Ok, I've completed the change and everything seems to work.  The two sides can now have different notations for the same piece, so long as player 1's is upper-case and player 2's is lower-case.  When defining piece types when we aren't using this feature, the type notation is specified as it is for white and will automatically be changed to lower-case for black as it has always been so no existing code should break.  To specify notations when the players use different ones, just put a slash in between.  For example: "B'/b"

Here is a summary of what notations are now supported.  A notation can be a single letter.  It can be a single letter followed by ' or !.  It can also be two letters.  If the first letter of a two-letter notation conflicts with a single-letter notation, it must be prefixed by an underscore.  Use of an underscore is permitted even if there is no conflict.  The underscore is never displayed to the user.

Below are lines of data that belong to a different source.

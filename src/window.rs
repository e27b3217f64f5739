use std::{sync::Arc, time::Instant};

use anyhow::Context;
use glam::Vec2;
use winit::{
    application::ApplicationHandler,
    dpi::{LogicalSize, PhysicalSize},
    event::{KeyEvent, WindowEvent},
    event_loop::{ActiveEventLoop, EventLoop},
    window::{Window, WindowId},
};

use crate::{
    config,
    demo::DemoState,
    engine,
    frame_gate::FrameGate,
    input::InputHandler,
    rendering::{config::RenderConfig, renderer::Renderer},
};

struct App {
    renderer: Option<Renderer>,
    demo_state: DemoState,
    input: InputHandler,
    frame_gate: FrameGate,
    last_frame: Instant,
}

/// Camera viewport in logical pixels.
fn viewport(size: PhysicalSize<u32>, scale_factor: f64) -> Vec2 {
    let logical = size.to_logical::<f32>(scale_factor);
    Vec2::new(logical.width, logical.height)
}

impl App {
    fn from_demo_state(demo_state: DemoState) -> Self {
        Self {
            renderer: None,
            demo_state,
            input: InputHandler::new(),
            frame_gate: FrameGate::new(),
            last_frame: Instant::now(),
        }
    }

    fn create_renderer(&mut self, event_loop: &ActiveEventLoop) -> anyhow::Result<()> {
        let (width, height) = config::INITIAL_WINDOW_SIZE;
        let window_attributes = Window::default_attributes()
            .with_title(config::WINDOW_TITLE)
            .with_inner_size(LogicalSize::new(width, height));
        let window = event_loop
            .create_window(window_attributes)
            .context("Failed to create window")?;
        let window = Arc::new(window);

        self.demo_state
            .cameras
            .set_viewport(viewport(window.inner_size(), window.scale_factor()));

        let mut renderer = pollster::block_on(Renderer::new(
            window,
            &self.demo_state,
            RenderConfig::default(),
        ))
        .context("Failed to create renderer")?;

        renderer
            .load_meshes(&mut self.demo_state)
            .context("Failed to upload meshes")?;

        renderer.window.request_redraw();
        self.renderer = Some(renderer);

        Ok(())
    }

    fn redraw(&mut self, event_loop: &ActiveEventLoop) {
        let frame_delta = self.last_frame.elapsed();
        self.last_frame = Instant::now();

        let Some(renderer) = self.renderer.as_mut() else {
            return;
        };
        renderer.window.request_redraw();

        if let Err(e) = engine::update(&mut self.demo_state, &self.input.current()) {
            log::error!("Error during engine::update: {:?}", e);
            event_loop.exit();
            return;
        }

        let now = self.demo_state.start_time.elapsed();
        if !self.frame_gate.poll(now, frame_delta) {
            return;
        }

        match renderer.render(&self.demo_state) {
            Ok(()) => {}
            Err(wgpu::SurfaceError::Lost | wgpu::SurfaceError::Outdated) => {
                renderer.resize(renderer.size);
            }
            Err(wgpu::SurfaceError::OutOfMemory) => {
                log::error!("Out of memory");
                event_loop.exit();
            }
            Err(wgpu::SurfaceError::Timeout) => {
                log::warn!("Timeout");
            }
            Err(other) => {
                log::error!("Unexpected error: {:?}", other);
            }
        }
    }
}

impl ApplicationHandler for App {
    fn resumed(&mut self, event_loop: &ActiveEventLoop) {
        if self.renderer.is_some() {
            return;
        }

        if let Err(e) = self.create_renderer(event_loop) {
            log::error!("{:?}", e);
            event_loop.exit();
        }
    }

    fn window_event(
        &mut self,
        event_loop: &ActiveEventLoop,
        _window_id: WindowId,
        event: WindowEvent,
    ) {
        match event {
            WindowEvent::CloseRequested => {
                event_loop.exit();
            }
            WindowEvent::Resized(new_size) => {
                log::debug!("Resized to {}x{}", new_size.width, new_size.height);

                if let Some(renderer) = self.renderer.as_mut() {
                    renderer.resize(new_size);

                    if new_size.width > 0 && new_size.height > 0 {
                        let scale_factor = renderer.window.scale_factor();
                        self.demo_state
                            .cameras
                            .set_viewport(viewport(new_size, scale_factor));
                    }
                }
            }
            WindowEvent::ScaleFactorChanged { scale_factor, .. } => {
                log::debug!("Scale factor changed to {}", scale_factor);

                if let Some(renderer) = self.renderer.as_ref() {
                    if renderer.size.width > 0 && renderer.size.height > 0 {
                        self.demo_state
                            .cameras
                            .set_viewport(viewport(renderer.size, scale_factor));
                    }
                }
            }
            WindowEvent::KeyboardInput {
                event:
                    KeyEvent {
                        physical_key,
                        state,
                        repeat,
                        ..
                    },
                ..
            } => {
                self.input.process_key(physical_key, state, repeat);
            }
            WindowEvent::Focused(false) => {
                self.input.release_all();
            }
            WindowEvent::RedrawRequested => {
                self.redraw(event_loop);
            }
            _ => (),
        }
    }
}

pub async fn run() -> anyhow::Result<()> {
    let event_loop = EventLoop::new().context("Failed to create event loop")?;

    let (width, height) = config::INITIAL_WINDOW_SIZE;
    let demo_state = DemoState::new(Vec2::new(width as f32, height as f32));

    let mut app = App::from_demo_state(demo_state);
    event_loop.run_app(&mut app)?;

    Ok(())
}

#[cfg(test)]
mod tests {
    use super::*;

    #[test]
    fn viewport_is_measured_in_logical_pixels() {
        let size = PhysicalSize::new(2560, 1440);

        assert_eq!(viewport(size, 1.0), Vec2::new(2560.0, 1440.0));
        assert_eq!(viewport(size, 2.0), Vec2::new(1280.0, 720.0));
        assert!(viewport(size, 1.5).abs_diff_eq(Vec2::new(2560.0 / 1.5, 960.0), 1e-3));
    }
}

Possible variant on that: use Q' etc. to indicate the pieces of black's starting army, and the plain letters for white's. That way, each symbol still means the same thing no matter which side it's on.

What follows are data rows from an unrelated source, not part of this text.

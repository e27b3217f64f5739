use std::time::Duration;

/// Decides which frames get drawn.
///
/// A frame is drawn once the clock reaches the time target. Each draw pushes the target
/// forward by the latest frame delta, and if the clock is already past the new target, the
/// target jumps to the current time instead of trying to catch up.
#[derive(Debug, Default, Clone)]
pub struct FrameGate {
    time_target: Duration,
}

impl FrameGate {
    pub fn new() -> Self {
        Self::default()
    }

    /// `now` is time since start, `frame_delta` the duration of the last frame.
    pub fn poll(&mut self, now: Duration, frame_delta: Duration) -> bool {
        if now < self.time_target {
            return false;
        }

        self.time_target += frame_delta;
        if now >= self.time_target {
            self.time_target = now;
        }

        true
    }

    #[cfg(test)]
    pub fn time_target(&self) -> Duration {
        self.time_target
    }
}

Thanks for the suggestions, but I don't think this is an improvement.  With H.G.'s approach, the apostrophe is only necessary in the rare case where a pawn promotes to a piece from the other player's army.  Also, his suggestion is backwards-compatible with Chess.  In CwDA, if both players are playing the FIDEs, everything should be identical to chess.  With this proposal, black's pieces would all have apostrophes.  Sure, you could further stipulate that the apostrophe is only used for pieces not found in the other army, but that requires additional logic for no obvious benefit.

Or use English symbols QRBN for one color and German symbols DTLS for the other

I don't think this solves any problem.  You could still have conflicts with other armies.  Besides, what's German for Bede?